Note: You can also send data to Pool workers with class attributes, which buys a bit more encapsulation.

With expect_initret, the implementation looks as follows:

from multiprocessing.pool import Pool

def initializer(int_to_binary_cache: Dict[int, int]
                ) -> Dict[int, int]:
    # The identity function
    return int_to_binary_cache

def count_bits(i: int, initret: Dict[int, int]) -> int:
    return initret[i].count("1")

def parallel_bit_counter(int_ls: List[int]) -> int:
    big_int_to_binary_cache = {
        i: bin(i) for i in range(2**16 - 1)
    }
    with Pool(initializer,
              initargs=(big_int_to_binary_cache,),
              expect_initret=True) as p:
        return sum(
            p.imap_unordered(count_bits, int_ls))

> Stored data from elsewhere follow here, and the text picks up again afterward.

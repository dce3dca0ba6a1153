//! Stepped-tick rotary knob.
//!
//! The knob only draws and reports interaction. It never writes the value
//! itself; the editor's gesture tracker reads the returned [`Response`] and
//! decides what to send to the host.
//!
//! - 270° sweep from bottom-left to bottom-right
//! - Evenly spaced tick marks, value arc and pointer
//! - Label above, value text below

use crate::theme::{KnobFill, Theme};
use egui::{Align2, Color32, FontId, Pos2, Response, Sense, Stroke, Ui, Widget, pos2, vec2};
use std::f32::consts::PI;
use triband_core::ParamDescriptor;

const START_ANGLE: f32 = PI * 0.75;
const END_ANGLE: f32 = PI * 2.25;
const LABEL_HEIGHT: f32 = 20.0;
const VALUE_HEIGHT: f32 = 20.0;

/// Rotary knob parameters.
pub struct Knob<'a> {
    value: f32,
    desc: &'a ParamDescriptor,
    label: &'a str,
    value_text: &'a str,
    diameter: f32,
    ticks: u8,
    fill: KnobFill,
    editing: bool,
    font: FontId,
    theme: &'a Theme,
}

impl<'a> Knob<'a> {
    /// Knob showing `value` on `desc`'s range.
    pub fn new(
        value: f32,
        desc: &'a ParamDescriptor,
        label: &'a str,
        value_text: &'a str,
        theme: &'a Theme,
    ) -> Self {
        Self {
            value,
            desc,
            label,
            value_text,
            diameter: 60.0,
            ticks: 7,
            fill: KnobFill {
                idle: theme.knob_track,
                hovered: theme.knob_track,
                active: theme.knob_track,
            },
            editing: false,
            font: FontId::proportional(14.0),
            theme,
        }
    }

    /// Set knob diameter in pixels.
    pub fn diameter(mut self, diameter: f32) -> Self {
        self.diameter = diameter;
        self
    }

    /// Set the number of tick marks.
    pub fn ticks(mut self, ticks: u8) -> Self {
        self.ticks = ticks;
        self
    }

    /// Set the body fills.
    pub fn fill(mut self, fill: KnobFill) -> Self {
        self.fill = fill;
        self
    }

    /// Draw in the pressed state regardless of pointer position.
    pub fn editing(mut self, editing: bool) -> Self {
        self.editing = editing;
        self
    }

    /// Font for the label and value text.
    pub fn font(mut self, font: FontId) -> Self {
        self.font = font;
        self
    }
}

/// Angle of the knob pointer for a normalized position.
pub fn value_angle(normalized: f32) -> f32 {
    START_ANGLE + normalized.clamp(0.0, 1.0) * (END_ANGLE - START_ANGLE)
}

impl Widget for Knob<'_> {
    fn ui(self, ui: &mut Ui) -> Response {
        let size = vec2(self.diameter, self.diameter + LABEL_HEIGHT + VALUE_HEIGHT);
        let (rect, response) = ui.allocate_exact_size(size, Sense::click_and_drag());

        if ui.is_rect_visible(rect) {
            let painter = ui.painter();
            let center = pos2(rect.center().x, rect.top() + LABEL_HEIGHT + self.diameter / 2.0);
            let radius = self.diameter / 2.0;

            painter.text(
                pos2(rect.center().x, rect.top()),
                Align2::CENTER_TOP,
                self.label,
                self.font.clone(),
                self.theme.text_primary,
            );

            // Ticks sit on the outer ring
            let steps = self.ticks.max(2);
            for i in 0..steps {
                let t = f32::from(i) / f32::from(steps - 1);
                let angle = value_angle(t);
                let dir = vec2(angle.cos(), angle.sin());
                painter.line_segment(
                    [center + dir * (radius * 0.88), center + dir * (radius - 1.0)],
                    Stroke::new(2.0, self.theme.knob_track),
                );
            }

            let normalized = self.desc.normalize(self.desc.clamp(self.value));
            let angle = value_angle(normalized);

            let body = if self.editing || response.is_pointer_button_down_on() {
                self.fill.active
            } else if response.hovered() {
                self.fill.hovered
            } else {
                self.fill.idle
            };

            draw_arc(
                painter,
                center,
                radius * 0.8,
                START_ANGLE,
                angle,
                body,
                3.0,
            );
            painter.circle_filled(center, radius * 0.7, body);

            let dir = vec2(angle.cos(), angle.sin());
            painter.line_segment(
                [center + dir * (radius * 0.35), center + dir * (radius * 0.65)],
                Stroke::new(3.0, self.theme.knob_pointer),
            );

            painter.text(
                pos2(rect.center().x, center.y + radius + 2.0),
                Align2::CENTER_TOP,
                self.value_text,
                self.font,
                self.theme.text_secondary,
            );
        }

        response
    }
}

/// Draw an arc using line segments.
fn draw_arc(
    painter: &egui::Painter,
    center: Pos2,
    radius: f32,
    start_angle: f32,
    end_angle: f32,
    color: Color32,
    stroke_width: f32,
) {
    let sweep = end_angle - start_angle;
    if sweep <= 0.001 {
        return;
    }
    let segments = 32;

    let points: Vec<Pos2> = (0..=segments)
        .map(|i| {
            let t = i as f32 / segments as f32;
            let angle = start_angle + t * sweep;
            pos2(
                center.x + angle.cos() * radius,
                center.y + angle.sin() * radius,
            )
        })
        .collect();

    for window in points.windows(2) {
        painter.line_segment([window[0], window[1]], Stroke::new(stroke_width, color));
    }
}

#[cfg(test)]
mod tests {
    use super::*;

    #[test]
    fn sweep_is_270_degrees() {
        let sweep = value_angle(1.0) - value_angle(0.0);
        assert!((sweep - PI * 1.5).abs() < 1e-6);
    }

    #[test]
    fn angle_clamps_out_of_range() {
        assert_eq!(value_angle(-0.5), value_angle(0.0));
        assert_eq!(value_angle(2.0), value_angle(1.0));
    }
}
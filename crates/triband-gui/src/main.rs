//! Triband GUI - standalone 3-band EQ editor.

use clap::Parser;
use eframe::egui;
use std::path::PathBuf;
use triband_config::{ReleasePolicy, Variant, default_config_path};
use triband_core::{EqParam, PLUGIN_INFO};
use triband_gui::{Overrides, StandaloneHost, TribandApp, resolve_config};

/// Triband EQ editor.
#[derive(Parser, Debug)]
#[command(name = "triband-gui")]
#[command(about = "Standalone knob surface for the Triband 3-band EQ")]
#[command(version)]
struct Args {
    /// Config file (default: <config dir>/triband/editor.toml)
    #[arg(long)]
    config: Option<PathBuf>,

    /// Editor variant: three-q (gain color feedback) or eq (static colors)
    #[arg(long)]
    variant: Option<Variant>,

    /// Which gestures close on release: all-knobs or active-only
    #[arg(long)]
    release_policy: Option<ReleasePolicy>,

    /// UI scale factor
    #[arg(long)]
    scale: Option<f32>,

    /// Initial high shelf gain in dB
    #[arg(long, allow_negative_numbers = true)]
    high: Option<f32>,

    /// Initial low shelf gain in dB
    #[arg(long, allow_negative_numbers = true)]
    low: Option<f32>,

    /// Initial mid band gain in dB
    #[arg(long, allow_negative_numbers = true)]
    mid: Option<f32>,

    /// Initial mid band frequency in Hz
    #[arg(long)]
    freq: Option<f32>,
}

fn main() -> eframe::Result<()> {
    use tracing_subscriber::EnvFilter;

    // Initialize tracing subscriber; bridge legacy log:: calls from eframe/egui
    tracing_subscriber::fmt()
        .with_env_filter(EnvFilter::try_from_default_env().unwrap_or_else(|_| "info".into()))
        .init();
    tracing_log::LogTracer::init().ok();

    let args = Args::parse();
    tracing::info!("Starting {}", PLUGIN_INFO.name);

    let config_path = args.config.clone().unwrap_or_else(default_config_path);
    let overrides = Overrides {
        variant: args.variant,
        release_policy: args.release_policy,
        scale: args.scale,
    };
    let config = resolve_config(&config_path, &overrides);

    let host = StandaloneHost::new();
    let initial = [
        (EqParam::HighGain, args.high),
        (EqParam::LowGain, args.low),
        (EqParam::MidGain, args.mid),
        (EqParam::MidFreq, args.freq),
    ];
    for (param, value) in initial {
        if let Some(value) = value {
            host.automate(param, value);
        }
    }

    let size = [
        PLUGIN_INFO.ui_width as f32 * config.scale,
        PLUGIN_INFO.ui_height as f32 * config.scale,
    ];
    let options = eframe::NativeOptions {
        viewport: egui::ViewportBuilder::default()
            .with_inner_size(size)
            .with_resizable(false)
            .with_title(PLUGIN_INFO.name),
        ..Default::default()
    };

    eframe::run_native(
        PLUGIN_INFO.name,
        options,
        Box::new(move |cc| Ok(Box::new(TribandApp::new(cc, &config, host)))),
    )
}
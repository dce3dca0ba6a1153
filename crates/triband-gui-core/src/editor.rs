//! The EQ editor: knob surface controller and host-facing UI trait.

use crate::gesture::{GestureTracker, KnobInput};
use crate::host_bridge::HostBridge;
use crate::theme::{KnobFill, Theme};
use crate::widgets::Knob;
use egui::{FontId, Response, RichText};
use triband_config::{EditorConfig, ReleasePolicy, Variant};
use triband_core::{
    EqParam, KNOB_LAYOUT, KnobColors, PLUGIN_INFO, Palette, ParameterState, format_value,
};

/// Fonts used by the editor, owned by the caller and passed in per frame.
#[derive(Debug, Clone, PartialEq)]
pub struct FontSet {
    /// Knob labels, value text and tooltips.
    pub body: FontId,
    /// Window title.
    pub title: FontId,
}

impl Default for FontSet {
    fn default() -> Self {
        Self {
            body: FontId::monospace(14.0),
            title: FontId::monospace(18.0),
        }
    }
}

/// Everything a render pass needs from its surroundings.
pub struct RenderContext<'a> {
    /// egui context for this frame.
    pub ctx: &'a egui::Context,
    /// Where parameter edits go.
    pub host: &'a dyn HostBridge,
    /// Fonts for this frame.
    pub fonts: &'a FontSet,
}

/// Host-facing editor interface.
pub trait PluginUi {
    /// The host reports a parameter's current value.
    ///
    /// Unknown indices are ignored.
    fn parameter_changed(&mut self, index: u32, value: f32);

    /// Draw one frame and forward any gestures to `rc.host`.
    fn render(&mut self, rc: &RenderContext<'_>);
}

/// Controller behind the four-knob EQ surface.
pub struct EqEditor {
    values: ParameterState,
    gestures: GestureTracker,
    variant: Variant,
    palette: Palette,
    theme: Theme,
    repaint_requested: bool,
}

impl EqEditor {
    /// Editor with default parameter values and the given settings.
    pub fn new(config: &EditorConfig) -> Self {
        let palette = Palette::default();
        Self {
            values: ParameterState::default(),
            gestures: GestureTracker::new(config.release_policy),
            variant: config.variant,
            theme: Theme::from_palette(&palette),
            palette,
            repaint_requested: false,
        }
    }

    /// Last known parameter values.
    pub fn values(&self) -> &ParameterState {
        &self.values
    }

    /// Active variant.
    pub fn variant(&self) -> Variant {
        self.variant
    }

    /// Release policy in effect.
    pub fn release_policy(&self) -> ReleasePolicy {
        self.gestures.policy()
    }

    /// Window title for the active variant.
    pub fn title(&self) -> String {
        let suffix = match self.variant {
            Variant::ThreeQ => "3Q",
            Variant::Eq => "EQ",
        };
        format!("{} {suffix}", PLUGIN_INFO.title)
    }

    /// Knob shades for a parameter under the active variant.
    pub fn knob_colors(&self, param: EqParam) -> KnobColors {
        match self.variant {
            Variant::ThreeQ => self.palette.feedback_colors(param, &self.values),
            Variant::Eq => self.palette.static_colors(param),
        }
    }

    /// Whether a knob has an open edit gesture.
    pub fn is_editing(&self, param: EqParam) -> bool {
        self.gestures.is_editing(param)
    }

    /// Feed one frame of input for one knob through the gesture tracker.
    ///
    /// Returns `true` if the value changed.
    pub fn handle_knob_input(
        &mut self,
        param: EqParam,
        input: KnobInput,
        host: &dyn HostBridge,
    ) -> bool {
        self.gestures.process(param, input, &mut self.values, host)
    }

    /// Consume a pending repaint request set by [`PluginUi::parameter_changed`].
    pub fn take_repaint_request(&mut self) -> bool {
        std::mem::take(&mut self.repaint_requested)
    }
}

impl PluginUi for EqEditor {
    fn parameter_changed(&mut self, index: u32, value: f32) {
        let Some(param) = EqParam::from_index(index) else {
            tracing::trace!(index, value, "ignoring unknown parameter index");
            return;
        };
        self.values.set(param, value);
        self.repaint_requested = true;
    }

    fn render(&mut self, rc: &RenderContext<'_>) {
        self.theme.apply(rc.ctx);
        let title = self.title();

        egui::TopBottomPanel::top("triband_title")
            .frame(
                egui::Frame::default()
                    .fill(self.theme.title_bg)
                    .inner_margin(egui::Margin::symmetric(8, 4)),
            )
            .show(rc.ctx, |ui| {
                ui.vertical_centered(|ui| {
                    ui.label(RichText::new(title).font(rc.fonts.title.clone()));
                });
            });

        egui::CentralPanel::default()
            .frame(
                egui::Frame::default()
                    .fill(self.theme.background)
                    .inner_margin(egui::Margin::same(10)),
            )
            .show(rc.ctx, |ui| {
                let fine = ui.input(|i| i.modifiers.shift);

                for knob in &KNOB_LAYOUT {
                    let param = knob.param;
                    let value = self.values.get(param);
                    let value_text = format_value(param, value, fine);
                    let fill = KnobFill::from_colors(self.knob_colors(param));
                    let editing = self.gestures.is_editing(param);

                    let response = ui
                        .horizontal(|ui| {
                            ui.add_space(knob.indent);
                            ui.add(
                                Knob::new(
                                    value,
                                    param.descriptor(),
                                    knob.label,
                                    &value_text,
                                    &self.theme,
                                )
                                .diameter(knob.diameter)
                                .ticks(knob.ticks)
                                .fill(fill)
                                .editing(editing)
                                .font(rc.fonts.body.clone()),
                            )
                        })
                        .inner;

                    let input = knob_input(&response, fine);
                    if self.gestures.process(param, input, &mut self.values, rc.host) {
                        rc.ctx.request_repaint();
                    }

                    if !input.pressed {
                        let tooltip = format_value(param, self.values.get(param), fine);
                        response.on_hover_text(RichText::new(tooltip).font(rc.fonts.body.clone()));
                    }
                }
            });
    }
}

/// Gesture snapshot for a knob from its egui response.
fn knob_input(response: &Response, fine: bool) -> KnobInput {
    KnobInput {
        pressed: response.is_pointer_button_down_on(),
        double_clicked: response.double_clicked(),
        drag_delta: -response.drag_delta().y,
        fine,
    }
}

Yet again, I am the first to admit that the initret kwarg is somewhat ambiguous. However, the goal is to let Python users choose between the following:

  1. An explicit flow of data, with lexically scoped variables, at the expense of a somewhat ambiguous kwarg, initret.
  2. Preservation of proper variable names, at the expense of an implicit flow of data, with globally scoped variables defined within a function.

Final Thoughts

For those interested, the path to getting stuck deep, deep in the cavernous rabbit hole of Python’s multiprocessing.Pool is as follows:

  1. Get stuck in a pickle while prematurely optimizing an application that predicts the bioactivity of food compounds.
  2. Give a Python Boston User Group talk on how you can very easily do the same!
  3. Have a crazy idea that you can prevent others from your past mistakes by extending a CPython lib!

If you were to take every library written in Python, and…

  1. Count every function that accesses a global variable, or defines a global from within a function via the global keyword
  2. Count every function that does NOT access globals, and adheres to lexical scoping

…the count of (2) would be overwhelmingly higher than (1).

Given that Python users (like me) are more familiar with functions that do not “create global variables as their side-effect”, it is my hope that this API extension, and the examples above, will enable more Python users to use the Pool interface, while preserving every bit of the beautifully abstracted multiprocessing.Pool module.